Surfactant and antiseptic agent

Benzalkonium saccharinate, also known as alkyldimethylbenzylammonium saccharinate, is a cationic surfactant. It is an organic salt classified as a quaternary ammonium compound. Benzalkonium saccharinate is used as a biocide, disinfectant, preservative, deodorant, antistatic agent, and surfactant. It is a mixture of benzododecinium and myristalkonium cations with a saccharin anion.
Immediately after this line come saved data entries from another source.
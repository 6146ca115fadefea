//! Circuit breaking subsystem.
//!
//! # States
//! - Closed: normal operation, requests pass through
//! - Open: destination assumed down, requests fail fast
//! - Half-Open: probing whether the destination recovered
//!
//! # State Transitions
//! ```text
//! Closed → Open:      failure_count reaches failure_threshold
//! Open → Half-Open:   open_duration_ms elapsed; one CAS winner flips
//! Half-Open → Closed: success_count / request_count >= ratio
//! Half-Open → Open:   any single probe failure
//! ```
//!
//! # Design Decisions
//! - Per-destination breaker (not global), one instance per key for the
//!   registry's lifetime
//! - `allow_request` never blocks and never errors; callers treat `false`
//!   as an ordinary negative signal and produce a fallback result
//! - Half-Open admits every probe rather than serializing to exactly one;
//!   concurrent probes may overshoot the threshold by one, which is an
//!   accepted property of the counters, not a bug
//! - Counters reset on every transition that enters Open or leaves
//!   Half-Open; they are only meaningful within one state epoch

mod breaker;
mod registry;

pub use breaker::{BreakerState, CircuitBreaker};
pub use registry::BreakerRegistry;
== Solubility and physical properties ==
Benzalkonium saccharinate is a white to off-white waxy solid that melts between 73–75 C. It is readily soluble in ethanol and acetone, but unlike similar compounds such as benzalkonium chloride, it is insoluble in water.

== Applications ==
Benzalkonium saccharinate is used as an active disinfectant ingredient in many consumer products, including disinfectant sprays, surface cleaners, air fresheners, and laundry treatments sold under the Lysol and Scrubbing Bubbles brands. In the original patent for the compound, the authors claimed it was effective as a bactericide at 1/3 of the concentration required for benzalkonium chloride, and it was about 25% more effective as a fungicide. During the COVID-19 pandemic, products containing benzalkonium saccharinate as the active ingredient were the first to be approved for use against the SARS-CoV-2 virus as a result of direct laboratory testing by the United States Environmental Protection Agency.

== Toxicology ==

In a Canadian regulatory assessment of n-alkyl (40% C12, 50% C14, 10% C16) dimethylbenzylammonium saccharinate, known as Onyxide 3300, it was found to have moderate acute toxicity by the oral route and low acute toxicity via the dermal route in animal studies.

== Preparation ==

Benzalkonium saccharinate was first described in a 1955 patent by Shibe, Cohen, and Frant for the Gallowhur Chemical Corporation. It had been prepared by combining aqueous solutions of benzalkonium chloride and sodium saccharinate to produce a precipitate, and vacuum drying over sodium hydroxide to isolate it.